*** PROVIDED ENTRIES Section Begins ***

// Core modules
pub mod api;
pub mod backtest;
pub mod config;
pub mod execution;
pub mod feed;
pub mod indicators;
pub mod market;
pub mod models;
pub mod session;

// Re-export commonly used types
pub use models::*;
pub use session::{SessionError, SessionHandle, SessionSnapshot, TradingSession};

// Error handling
pub type Result<T> = std::result::Result<T, Box<dyn std::error::Error + Send + Sync>>;
use crate::models::MarketSymbol;
use anyhow::{Context, Result};
use governor::{Quota, RateLimiter};
use reqwest::Client;
use serde::Deserialize;
use std::num::NonZeroU32;
use std::sync::Arc;

pub const COINGECKO_API_BASE: &str = "https://api.coingecko.com/api/v3";
const RATE_LIMIT_RPM: u32 = 30; // Demo API: 30 requests per minute
const REQUEST_TIMEOUT_SECS: u64 = 10;

// Type alias for the rate limiter to simplify signatures
type CoinGeckoRateLimiter = RateLimiter<
    governor::state::direct::NotKeyed,
    governor::state::InMemoryState,
    governor::clock::DefaultClock,
>;

/// Exchange pairs with a known CoinGecko coin id
const COIN_IDS: &[(&str, &str)] = &[
    ("BTC", "bitcoin"),
    ("ETH", "ethereum"),
    ("XRP", "ripple"),
    ("SOL", "solana"),
    ("DOGE", "dogecoin"),
    ("ZRX", "0x"),
];

/// CoinGecko coin id for a market, if the base asset is known
pub fn coin_id_for(symbol: &MarketSymbol) -> Option<&'static str> {
    let base = symbol.base_asset();
    COIN_IDS
        .iter()
        .find(|(asset, _)| *asset == base)
        .map(|(_, coin_id)| *coin_id)
}

/// CoinGecko API client for coin metadata
///
/// This struct is cloneable to allow sharing across async tasks.
/// All clones share the same rate limiter.
#[derive(Clone)]
pub struct CoinGeckoClient {
    client: Client,
    base_url: String,
    api_key: Option<String>,
    rate_limiter: Arc<CoinGeckoRateLimiter>,
}

/// Response from /coins/{id}, only the fields we read
#[derive(Debug, Deserialize)]
struct CoinDetail {
    #[allow(dead_code)]
    id: String,
    image: CoinImage,
}

#[derive(Debug, Deserialize)]
struct CoinImage {
    #[allow(dead_code)]
    thumb: Option<String>,
    small: Option<String>,
    large: Option<String>,
}

impl CoinGeckoClient {
    /// Create a client against the public API
    pub fn new(api_key: Option<String>) -> Result<Self> {
        Self::with_base_url(COINGECKO_API_BASE, api_key)
    }

    /// Create a client against a custom base URL (mirrors, tests)
    pub fn with_base_url(base_url: impl Into<String>, api_key: Option<String>) -> Result<Self> {
        let client = Client::builder()
            .timeout(std::time::Duration::from_secs(REQUEST_TIMEOUT_SECS))
            .build()
            .context("Failed to build HTTP client")?;

        let rpm = NonZeroU32::new(RATE_LIMIT_RPM).context("Rate limit must be non-zero")?;
        let rate_limiter = Arc::new(RateLimiter::direct(Quota::per_minute(rpm)));

        Ok(Self {
            client,
            base_url: base_url.into().trim_end_matches('/').to_string(),
            api_key,
            rate_limiter,
        })
    }

    /// Make a rate-limited API request
    ///
    /// Single attempt, never retried.
    async fn make_request(&self, url: &str) -> Result<reqwest::Response> {
        self.rate_limiter.until_ready().await;

        let response = self
            .client
            .get(url)
            .send()
            .await
            .context("Network error calling CoinGecko")?;

        let status = response.status();
        if status.is_success() {
            return Ok(response);
        }

        if status.as_u16() == 429 {
            anyhow::bail!("Rate limited by CoinGecko (429)");
        }

        let error_text = response
            .text()
            .await
            .unwrap_or_else(|_| "Unknown error".to_string());
        anyhow::bail!("CoinGecko API error ({}): {}", status, error_text)
    }

    /// Fetch the small logo URL for a coin
    pub async fn get_coin_image(&self, coin_id: &str) -> Result<String> {
        let mut url = format!(
            "{}/coins/{}?localization=false&tickers=false&community_data=false&developer_data=false",
            self.base_url, coin_id
        );
        if let Some(api_key) = &self.api_key {
            url.push_str("&x_cg_demo_api_key=");
            url.push_str(api_key);
        }

        tracing::debug!("Fetching coin metadata for {}", coin_id);

        let response = self.make_request(&url).await?;

        let detail: CoinDetail = response
            .json()
            .await
            .context("Failed to parse coin detail")?;

        detail
            .image
            .small
            .or(detail.image.large)
            .with_context(|| format!("No image for coin {}", coin_id))
    }

    /// Resolve a market to its coin id and fetch the logo URL
    pub async fn get_market_image(&self, symbol: &MarketSymbol) -> Result<String> {
        let coin_id = coin_id_for(symbol)
            .with_context(|| format!("No CoinGecko id known for {}", symbol))?;
        self.get_coin_image(coin_id).await
    }
}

*** PROVIDED ENTRIES Section Ends ***

• TASK DESCRIPTION:
Whatever else the listing above holds, retype exactly only the lines from the one containing "const COIN_IDS: &[(&str, &str)]" to the one containing "let base = symbol.base_asset();", both ends kept.

• ANSWER FOR THIS EXERCISE:
const COIN_IDS: &[(&str, &str)] = &[
    ("BTC", "bitcoin"),
    ("ETH", "ethereum"),
    ("XRP", "ripple"),
    ("SOL", "solana"),
    ("DOGE", "dogecoin"),
    ("ZRX", "0x"),
];

/// CoinGecko coin id for a market, if the base asset is known
pub fn coin_id_for(symbol: &MarketSymbol) -> Option<&'static str> {
    let base = symbol.base_asset();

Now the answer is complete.